About this task
Throughout the entries below, report every line where "enum" is found.

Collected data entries
::::::::

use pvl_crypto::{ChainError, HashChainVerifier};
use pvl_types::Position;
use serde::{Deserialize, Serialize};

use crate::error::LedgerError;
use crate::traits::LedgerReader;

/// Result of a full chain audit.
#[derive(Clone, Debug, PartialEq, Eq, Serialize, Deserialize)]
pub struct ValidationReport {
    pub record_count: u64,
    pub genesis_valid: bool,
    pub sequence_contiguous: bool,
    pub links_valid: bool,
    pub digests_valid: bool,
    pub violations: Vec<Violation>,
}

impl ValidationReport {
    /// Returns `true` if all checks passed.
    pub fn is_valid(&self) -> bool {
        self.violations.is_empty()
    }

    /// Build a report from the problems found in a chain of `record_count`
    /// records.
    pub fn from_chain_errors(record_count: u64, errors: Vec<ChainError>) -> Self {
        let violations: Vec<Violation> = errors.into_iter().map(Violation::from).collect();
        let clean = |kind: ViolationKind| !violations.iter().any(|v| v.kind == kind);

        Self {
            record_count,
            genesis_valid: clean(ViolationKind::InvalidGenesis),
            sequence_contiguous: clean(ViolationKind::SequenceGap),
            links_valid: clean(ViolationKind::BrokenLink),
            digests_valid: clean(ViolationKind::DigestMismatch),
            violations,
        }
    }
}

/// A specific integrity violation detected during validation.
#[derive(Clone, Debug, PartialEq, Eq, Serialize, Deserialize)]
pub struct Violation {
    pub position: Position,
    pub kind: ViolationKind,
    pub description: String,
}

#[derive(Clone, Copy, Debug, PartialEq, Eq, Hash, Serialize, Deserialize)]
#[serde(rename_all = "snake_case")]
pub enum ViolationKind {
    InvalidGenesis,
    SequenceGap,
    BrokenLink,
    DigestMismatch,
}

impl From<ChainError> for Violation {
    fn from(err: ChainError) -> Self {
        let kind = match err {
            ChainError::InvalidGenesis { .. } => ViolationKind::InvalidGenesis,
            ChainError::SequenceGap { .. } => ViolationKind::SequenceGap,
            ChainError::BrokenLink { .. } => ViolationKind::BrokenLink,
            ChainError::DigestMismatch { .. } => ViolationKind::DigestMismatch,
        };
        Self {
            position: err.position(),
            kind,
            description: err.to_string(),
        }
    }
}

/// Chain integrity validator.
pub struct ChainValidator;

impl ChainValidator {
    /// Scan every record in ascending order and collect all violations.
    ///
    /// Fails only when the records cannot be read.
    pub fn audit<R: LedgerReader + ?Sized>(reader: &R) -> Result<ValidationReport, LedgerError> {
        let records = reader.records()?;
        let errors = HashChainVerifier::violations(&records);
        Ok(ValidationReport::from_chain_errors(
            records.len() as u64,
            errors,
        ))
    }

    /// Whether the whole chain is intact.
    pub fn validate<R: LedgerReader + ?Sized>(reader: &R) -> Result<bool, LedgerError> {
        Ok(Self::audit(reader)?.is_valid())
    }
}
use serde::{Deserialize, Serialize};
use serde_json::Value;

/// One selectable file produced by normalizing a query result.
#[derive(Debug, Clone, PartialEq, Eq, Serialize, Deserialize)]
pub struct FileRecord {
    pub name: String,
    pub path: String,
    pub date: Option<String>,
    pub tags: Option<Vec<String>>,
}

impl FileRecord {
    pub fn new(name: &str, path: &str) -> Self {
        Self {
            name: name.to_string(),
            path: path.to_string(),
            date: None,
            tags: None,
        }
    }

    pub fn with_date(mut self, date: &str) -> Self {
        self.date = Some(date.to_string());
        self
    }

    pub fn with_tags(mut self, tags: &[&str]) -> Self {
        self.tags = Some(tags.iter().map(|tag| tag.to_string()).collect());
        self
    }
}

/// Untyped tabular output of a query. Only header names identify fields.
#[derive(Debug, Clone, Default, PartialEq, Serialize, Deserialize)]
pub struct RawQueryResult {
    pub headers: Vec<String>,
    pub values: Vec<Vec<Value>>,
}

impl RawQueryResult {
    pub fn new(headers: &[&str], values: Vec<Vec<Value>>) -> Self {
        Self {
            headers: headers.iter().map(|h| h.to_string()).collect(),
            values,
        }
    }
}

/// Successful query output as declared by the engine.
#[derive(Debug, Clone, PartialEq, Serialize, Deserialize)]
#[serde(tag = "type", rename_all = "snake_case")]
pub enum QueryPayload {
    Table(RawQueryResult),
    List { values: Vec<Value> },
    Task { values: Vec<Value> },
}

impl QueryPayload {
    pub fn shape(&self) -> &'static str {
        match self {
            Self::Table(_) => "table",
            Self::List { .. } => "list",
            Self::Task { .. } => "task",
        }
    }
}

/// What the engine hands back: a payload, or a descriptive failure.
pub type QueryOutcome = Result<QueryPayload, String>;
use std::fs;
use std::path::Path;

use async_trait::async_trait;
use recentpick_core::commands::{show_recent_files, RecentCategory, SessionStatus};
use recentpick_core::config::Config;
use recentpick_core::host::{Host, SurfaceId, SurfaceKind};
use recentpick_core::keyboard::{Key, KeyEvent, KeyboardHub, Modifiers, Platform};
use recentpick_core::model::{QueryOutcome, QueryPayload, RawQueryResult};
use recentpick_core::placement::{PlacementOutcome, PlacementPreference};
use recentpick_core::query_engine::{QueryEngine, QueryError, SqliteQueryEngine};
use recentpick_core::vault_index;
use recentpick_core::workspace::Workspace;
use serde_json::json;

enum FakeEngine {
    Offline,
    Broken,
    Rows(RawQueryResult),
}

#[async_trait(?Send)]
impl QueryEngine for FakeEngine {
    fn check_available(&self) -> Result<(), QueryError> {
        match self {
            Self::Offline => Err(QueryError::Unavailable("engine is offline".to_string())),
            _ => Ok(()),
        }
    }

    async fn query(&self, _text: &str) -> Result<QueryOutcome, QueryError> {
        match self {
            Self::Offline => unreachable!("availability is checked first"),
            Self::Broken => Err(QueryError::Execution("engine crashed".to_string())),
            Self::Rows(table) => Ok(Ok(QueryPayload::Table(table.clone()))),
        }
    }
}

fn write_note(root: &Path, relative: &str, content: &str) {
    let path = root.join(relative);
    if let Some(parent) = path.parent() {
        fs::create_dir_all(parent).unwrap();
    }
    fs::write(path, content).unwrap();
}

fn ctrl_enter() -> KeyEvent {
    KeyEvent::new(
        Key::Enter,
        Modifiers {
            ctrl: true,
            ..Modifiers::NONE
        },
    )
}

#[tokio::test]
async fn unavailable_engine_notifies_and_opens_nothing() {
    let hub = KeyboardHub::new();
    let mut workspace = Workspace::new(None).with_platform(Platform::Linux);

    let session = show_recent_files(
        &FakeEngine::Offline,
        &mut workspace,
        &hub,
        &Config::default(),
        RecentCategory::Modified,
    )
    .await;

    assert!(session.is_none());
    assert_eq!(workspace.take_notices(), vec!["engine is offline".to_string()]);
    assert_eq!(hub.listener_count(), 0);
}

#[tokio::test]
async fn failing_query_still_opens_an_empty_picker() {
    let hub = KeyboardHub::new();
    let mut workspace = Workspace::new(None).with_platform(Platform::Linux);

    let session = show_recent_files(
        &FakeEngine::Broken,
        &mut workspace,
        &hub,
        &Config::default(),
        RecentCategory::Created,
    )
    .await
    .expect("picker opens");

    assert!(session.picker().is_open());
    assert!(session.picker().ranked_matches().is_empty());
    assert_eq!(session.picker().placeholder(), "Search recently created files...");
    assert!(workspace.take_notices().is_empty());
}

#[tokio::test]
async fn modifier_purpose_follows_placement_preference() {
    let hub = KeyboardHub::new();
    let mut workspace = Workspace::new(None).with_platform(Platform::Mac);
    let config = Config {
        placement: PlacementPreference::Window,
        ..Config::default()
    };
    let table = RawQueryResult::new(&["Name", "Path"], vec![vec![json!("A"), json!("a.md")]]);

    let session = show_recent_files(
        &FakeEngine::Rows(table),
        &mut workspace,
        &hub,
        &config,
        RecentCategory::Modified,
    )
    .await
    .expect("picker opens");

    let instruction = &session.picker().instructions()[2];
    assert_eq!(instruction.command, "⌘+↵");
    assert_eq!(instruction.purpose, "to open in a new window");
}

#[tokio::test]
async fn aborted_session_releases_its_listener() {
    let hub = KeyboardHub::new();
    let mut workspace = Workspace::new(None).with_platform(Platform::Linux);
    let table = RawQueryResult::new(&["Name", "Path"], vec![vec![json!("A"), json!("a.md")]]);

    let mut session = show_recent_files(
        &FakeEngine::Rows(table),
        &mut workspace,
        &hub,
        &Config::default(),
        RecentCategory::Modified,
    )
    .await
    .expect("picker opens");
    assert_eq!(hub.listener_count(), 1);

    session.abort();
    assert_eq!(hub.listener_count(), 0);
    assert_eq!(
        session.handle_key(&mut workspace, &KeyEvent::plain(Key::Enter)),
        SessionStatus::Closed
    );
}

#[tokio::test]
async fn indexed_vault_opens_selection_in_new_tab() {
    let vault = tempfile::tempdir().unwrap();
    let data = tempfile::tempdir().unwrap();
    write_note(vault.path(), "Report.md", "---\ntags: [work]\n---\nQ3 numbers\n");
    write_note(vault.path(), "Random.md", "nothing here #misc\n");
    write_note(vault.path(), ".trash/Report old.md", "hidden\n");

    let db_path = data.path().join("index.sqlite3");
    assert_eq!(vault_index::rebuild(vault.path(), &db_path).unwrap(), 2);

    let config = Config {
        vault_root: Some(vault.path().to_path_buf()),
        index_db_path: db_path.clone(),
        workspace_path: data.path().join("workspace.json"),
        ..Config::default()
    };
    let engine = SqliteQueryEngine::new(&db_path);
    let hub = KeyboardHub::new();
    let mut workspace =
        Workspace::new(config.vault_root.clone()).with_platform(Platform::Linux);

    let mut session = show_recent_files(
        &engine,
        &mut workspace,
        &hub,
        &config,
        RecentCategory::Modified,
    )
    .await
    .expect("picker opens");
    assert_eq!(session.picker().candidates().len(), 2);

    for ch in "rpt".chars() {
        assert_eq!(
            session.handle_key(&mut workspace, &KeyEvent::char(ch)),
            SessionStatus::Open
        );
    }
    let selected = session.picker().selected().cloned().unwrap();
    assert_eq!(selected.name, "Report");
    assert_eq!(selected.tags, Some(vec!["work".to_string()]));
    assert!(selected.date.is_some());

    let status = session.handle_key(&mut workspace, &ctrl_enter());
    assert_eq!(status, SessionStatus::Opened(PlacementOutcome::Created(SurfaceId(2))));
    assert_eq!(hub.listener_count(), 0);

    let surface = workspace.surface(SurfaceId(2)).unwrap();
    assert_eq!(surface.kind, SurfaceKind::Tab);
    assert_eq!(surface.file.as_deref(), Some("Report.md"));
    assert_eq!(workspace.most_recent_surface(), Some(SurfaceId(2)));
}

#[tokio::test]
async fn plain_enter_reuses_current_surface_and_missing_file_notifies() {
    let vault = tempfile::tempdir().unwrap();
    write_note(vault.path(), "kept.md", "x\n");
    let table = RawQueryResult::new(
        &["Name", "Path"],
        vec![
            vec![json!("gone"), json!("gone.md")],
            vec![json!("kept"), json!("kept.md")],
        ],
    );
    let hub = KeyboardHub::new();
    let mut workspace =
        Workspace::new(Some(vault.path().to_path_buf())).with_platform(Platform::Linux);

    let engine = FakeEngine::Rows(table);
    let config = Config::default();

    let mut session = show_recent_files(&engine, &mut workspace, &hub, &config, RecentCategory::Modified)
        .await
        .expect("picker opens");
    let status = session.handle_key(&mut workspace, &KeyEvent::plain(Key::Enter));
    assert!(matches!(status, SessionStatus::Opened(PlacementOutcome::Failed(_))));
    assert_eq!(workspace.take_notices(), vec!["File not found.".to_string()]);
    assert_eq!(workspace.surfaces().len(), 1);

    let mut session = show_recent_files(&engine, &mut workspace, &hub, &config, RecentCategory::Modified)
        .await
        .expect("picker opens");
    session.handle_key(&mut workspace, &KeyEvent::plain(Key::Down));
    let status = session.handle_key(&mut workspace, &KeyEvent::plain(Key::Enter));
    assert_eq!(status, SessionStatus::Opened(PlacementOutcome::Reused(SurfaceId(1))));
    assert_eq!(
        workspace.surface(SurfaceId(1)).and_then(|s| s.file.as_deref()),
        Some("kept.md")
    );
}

::::::::

Answer to this exercise
pub enum ViolationKind {
pub enum QueryPayload {
enum FakeEngine {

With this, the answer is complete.